Day 323- In-flight entertainment, death panels and superheroes

Dear Mr. President,

While listening to my favorite song off of the new Kanye West album on continuous loop, I've been surfing internet news stories to find an appropriate topic for today's letter. While a number of stories caught my attention, nothing about them seemed significant enough to become subjects of a letter to the White House. What do you care about Superheroes patrolling the streets of Seattle? Or a couple getting married in the minutes their flight entered Canadian airspace? Or the way budget cuts in Arizona are resulting in low-income patients getting kicked off of lists for organ donations?

These stories so have something in common, and that, I think, is important to you. Or at least it should be. The theme today is about what happens when Government fails. My city government has failed to keep people safe. It's own budget cuts have prevented the manpower and training necessary for proper law enforcement. And so citizens with military and martial arts backgrounds are donning capes and masks, climbing in their KIA and fighting crime for free.
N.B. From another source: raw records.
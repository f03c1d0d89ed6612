use crate::{
    duration::Duration,
    pem::{PemEntry, PemValue},
    Symbol,
};
use rust_decimal::Decimal;
use std::{fmt, str::FromStr};

/// The result of a conversion.
///
/// Which variant is produced depends on the requested type, see the table in the crate docs.
/// `Map` is never produced by a built-in conversion, but may be used in option defaults and by
/// injected json engines or code evaluators.
#[derive(Clone, Debug, PartialEq)]
#[cfg_attr(feature = "serde", derive(serde::Serialize), serde(untagged))]
pub enum Value {
    /// No value
    Nil,
    /// A boolean
    Boolean(bool),
    /// An integer
    Integer(i64),
    /// A float
    Float(f64),
    /// An exact decimal
    Decimal(Decimal),
    /// A utf8 string
    String(String),
    /// Decoded bytes
    Binary(Vec<u8>),
    /// A list of characters
    Charlist(Vec<char>),
    /// An atom
    Atom(Symbol),
    /// A module name
    Module(Symbol),
    /// A log level
    LogLevel(LogLevel),
    /// A json document
    Json(serde_json::Value),
    /// Decoded PEM entries
    Pem(PemValue),
    /// A timeout
    Timeout(Timeout),
    /// A duration, as written
    Duration(Duration),
    /// A list of values
    List(Vec<Value>),
    /// An association list
    Map(Vec<(Value, Value)>),
}

impl Value {
    /// An atom with this name. This does not intern anything.
    pub fn atom(name: impl AsRef<str>) -> Self {
        Self::Atom(Symbol::new(name))
    }

    /// A module with this name. The `Elixir.` prefix is added if it is missing.
    pub fn module(name: impl AsRef<str>) -> Self {
        Self::Module(Symbol::new(module_name(name.as_ref())))
    }

    /// A list of values
    pub fn list<T: Into<Value>>(items: impl IntoIterator<Item = T>) -> Self {
        Self::List(items.into_iter().map(Into::into).collect())
    }

    /// True if this is `Nil`
    pub fn is_nil(&self) -> bool {
        matches!(self, Self::Nil)
    }

    /// Convert to a json document, if this value has a json representation.
    ///
    /// Nil, booleans, numbers, strings, lists, and maps whose keys are all strings have one,
    /// recursively. Json documents are returned as they are. Anything else does not.
    pub fn to_json(&self) -> Option<serde_json::Value> {
        use serde_json::Value as Json;
        Some(match self {
            Self::Nil => Json::Null,
            Self::Boolean(b) => Json::Bool(*b),
            Self::Integer(i) => Json::from(*i),
            Self::Float(f) => Json::Number(serde_json::Number::from_f64(*f)?),
            Self::String(s) => Json::String(s.clone()),
            Self::Json(json) => json.clone(),
            Self::List(items) => Json::Array(
                items
                    .iter()
                    .map(Value::to_json)
                    .collect::<Option<Vec<_>>>()?,
            ),
            Self::Map(entries) => Json::Object(
                entries
                    .iter()
                    .map(|(k, v)| match k {
                        Self::String(k) => Some((k.clone(), v.to_json()?)),
                        _ => None,
                    })
                    .collect::<Option<serde_json::Map<_, _>>>()?,
            ),
            _ => return None,
        })
    }

    /// The integer, if this is one
    pub fn as_integer(&self) -> Option<i64> {
        match self {
            Self::Integer(i) => Some(*i),
            _ => None,
        }
    }

    /// The boolean, if this is one
    pub fn as_bool(&self) -> Option<bool> {
        match self {
            Self::Boolean(b) => Some(*b),
            _ => None,
        }
    }

    /// The string, if this is one
    pub fn as_str(&self) -> Option<&str> {
        match self {
            Self::String(s) => Some(s),
            _ => None,
        }
    }

    /// The list items, if this is a list
    pub fn as_list(&self) -> Option<&[Value]> {
        match self {
            Self::List(items) => Some(items),
            _ => None,
        }
    }
}

// Module names are namespaced the way the Elixir compiler namespaces them
pub(crate) fn module_name(name: &str) -> String {
    if name.starts_with("Elixir.") {
        name.to_owned()
    } else {
        format!("Elixir.{name}")
    }
}

impl From<bool> for Value {
    fn from(src: bool) -> Self {
        Self::Boolean(src)
    }
}

impl From<i64> for Value {
    fn from(src: i64) -> Self {
        Self::Integer(src)
    }
}

impl From<i32> for Value {
    fn from(src: i32) -> Self {
        Self::Integer(src.into())
    }
}

impl From<f64> for Value {
    fn from(src: f64) -> Self {
        Self::Float(src)
    }
}

impl From<&str> for Value {
    fn from(src: &str) -> Self {
        Self::String(src.to_owned())
    }
}

impl From<String> for Value {
    fn from(src: String) -> Self {
        Self::String(src)
    }
}

impl From<Decimal> for Value {
    fn from(src: Decimal) -> Self {
        Self::Decimal(src)
    }
}

impl From<LogLevel> for Value {
    fn from(src: LogLevel) -> Self {
        Self::LogLevel(src)
    }
}

impl From<Timeout> for Value {
    fn from(src: Timeout) -> Self {
        Self::Timeout(src)
    }
}

impl From<Duration> for Value {
    fn from(src: Duration) -> Self {
        Self::Duration(src)
    }
}

impl From<serde_json::Value> for Value {
    fn from(src: serde_json::Value) -> Self {
        Self::Json(src)
    }
}

impl From<PemEntry> for Value {
    fn from(src: PemEntry) -> Self {
        Self::Pem(PemValue::Entry(src))
    }
}

impl From<Vec<Value>> for Value {
    fn from(src: Vec<Value>) -> Self {
        Self::List(src)
    }
}

/// A log level, ordered from most to least severe
#[derive(Clone, Copy, Debug, Eq, PartialEq, Ord, PartialOrd, Hash)]
#[cfg_attr(feature = "serde", derive(serde::Serialize), serde(rename_all = "snake_case"))]
pub enum LogLevel {
    /// System is unusable
    Emergency,
    /// Action must be taken immediately
    Alert,
    /// Critical conditions
    Critical,
    /// Error conditions
    Error,
    /// Warning conditions
    Warning,
    /// Normal but significant conditions
    Notice,
    /// Informational messages
    Info,
    /// Debug-level messages
    Debug,
}

impl LogLevel {
    /// All levels, most severe first
    pub const ALL: [LogLevel; 8] = [
        Self::Emergency,
        Self::Alert,
        Self::Critical,
        Self::Error,
        Self::Warning,
        Self::Notice,
        Self::Info,
        Self::Debug,
    ];

    /// Name of the level
    pub fn as_str(&self) -> &'static str {
        match self {
            Self::Emergency => "emergency",
            Self::Alert => "alert",
            Self::Critical => "critical",
            Self::Error => "error",
            Self::Warning => "warning",
            Self::Notice => "notice",
            Self::Info => "info",
            Self::Debug => "debug",
        }
    }
}

impl fmt::Display for LogLevel {
    fn fmt(&self, f: &mut fmt::Formatter) -> fmt::Result {
        f.write_str(self.as_str())
    }
}

/// Returned when a string names no log level
#[derive(Clone, Debug, Eq, PartialEq, thiserror::Error)]
#[error("unknown log level")]
pub struct UnknownLogLevel;

/// Case-insensitive. `warn` is accepted as a spelling of `warning`.
impl FromStr for LogLevel {
    type Err = UnknownLogLevel;

    fn from_str(s: &str) -> Result<Self, Self::Err> {
        if s.eq_ignore_ascii_case("warn") {
            return Ok(Self::Warning);
        }
        Self::ALL
            .into_iter()
            .find(|level| level.as_str().eq_ignore_ascii_case(s))
            .ok_or(UnknownLogLevel)
    }
}

/// A timeout, in milliseconds or unbounded
#[derive(Clone, Copy, Debug, Eq, PartialEq, Hash)]
#[cfg_attr(feature = "serde", derive(serde::Serialize), serde(rename_all = "snake_case"))]
pub enum Timeout {
    /// Never time out
    Infinity,
    /// Time out after this many milliseconds
    Millis(u64),
}

impl Timeout {
    /// Convert to a `std::time::Duration`, or `None` for `Infinity`
    pub fn to_std(&self) -> Option<std::time::Duration> {
        match self {
            Self::Infinity => None,
            Self::Millis(ms) => Some(std::time::Duration::from_millis(*ms)),
        }
    }
}

impl fmt::Display for Timeout {
    fn fmt(&self, f: &mut fmt::Formatter) -> fmt::Result {
        match self {
            Self::Infinity => f.write_str("infinity"),
            Self::Millis(ms) => write!(f, "{ms}"),
        }
    }
}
Your administration has failed the gay men aboard that flight, who cannot have their union legally recognized in their own country. You've failed to make this a front and center civil rights issue, to shame the opponents of same-sex marriage for imposing their hateful system of so-called values on the rest of the country. And so two citizens who want to commit to one another for life took to the skies, entered Canadian airspace, and wed.

And when governments fail, sometimes, as demonstrated by (but by no means confined to) the state of Arizona, citizens have no other option but early death. It is a tragic and unacceptable fact that in this country people die all the time from treatable conditions because they are too poor to afford treatment. It is a failure at all levels of government, and, while I should find solace and inspiration in the stories of those taking (criminal and social) justice into their own hands, I can't help but think about the cities cutting police officers (or unable to hire badly needed new ones) who don't have their own roving band of caped crusaders, or the gay couples who can't fly to a place where their marriage will be recognized. And while poverty will always exist, (and will, unfortunately, carry with it a much shorter life expectancy,) while people will always get sick and many will die when they might have been saved, that the wealth that might offset this disparity is concentrated in the richest 1% of our population is a difficult fact to ignore.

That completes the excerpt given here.